The rationale for inspiratory/expiratory films is similar to that for decubitus films. The airway containing an obstruction does not allow the distal lung to deflate fully and results in asymmetric deflation with expiration. The advantage of decubitus films over inspiratory/expiratory films is that decubitus films do not require the patient to be able to hold a breath in inspiration or expiration. The disadvantage is that the abnormal finding, if present, is more subtle than on inspiratory/expiratory films.

These are the findings you would expect with an aspiration obstructing the right airway:
PA film (with the child in a sitting position): Right hemidiaphragm is flattened, suggesting unilateral hyperexpansion on the right.

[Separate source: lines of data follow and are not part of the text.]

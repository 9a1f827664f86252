use axum::{body::Bytes, extract::State, Json};
use tracing::info;

use crate::api::{
    state::AppState,
    types::{ApiError, PredictRequest, PredictResponse},
};

/// POST /predict
///
/// Body `{ "data": [8 numbers] }`; `data` may be omitted to score the reference sample.
pub async fn predict(
    State(state): State<AppState>,
    body: Bytes,
) -> std::result::Result<Json<PredictResponse>, ApiError> {
    let request = PredictRequest::from_body(&body).inspect_err(|e| {
        state.predictor.metrics().inc_rejected();
        info!(error = %e, "Rejected malformed predict body");
    })?;

    let prediction = state
        .predictor
        .predict_values(request.data.as_deref())
        .inspect_err(|e| info!(error = %e, "Predict request failed"))?;

    Ok(Json(prediction.price.into()))
}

Right decubitus: With child on her right side, the mediastinal structures remain in the midline, rather than shifting towards the right lung due to gravity, further demonstrating the fixed hyperinflation of the right lung.
Left decubitus: With child on her left side, the mediastinal structures shift towards the left lung as expected.
Hyperinflation is seen in those foreign body aspirations that result in a "ball valve" effect, in which the aspirated object creates a partial obstruction to airflow during inspiration but fully obstructs the airway during exhalation. The result is air trapping with each breath.
Alternatively, when an aspirated object causes a complete airway obstruction, the result is a total lack of airflow to the bronchus, which can lead to atelectasis and signs of volume loss on x-ray (e.g., mediastinal shift towards the affected side or elevation of the hemidiaphragm on the affected side).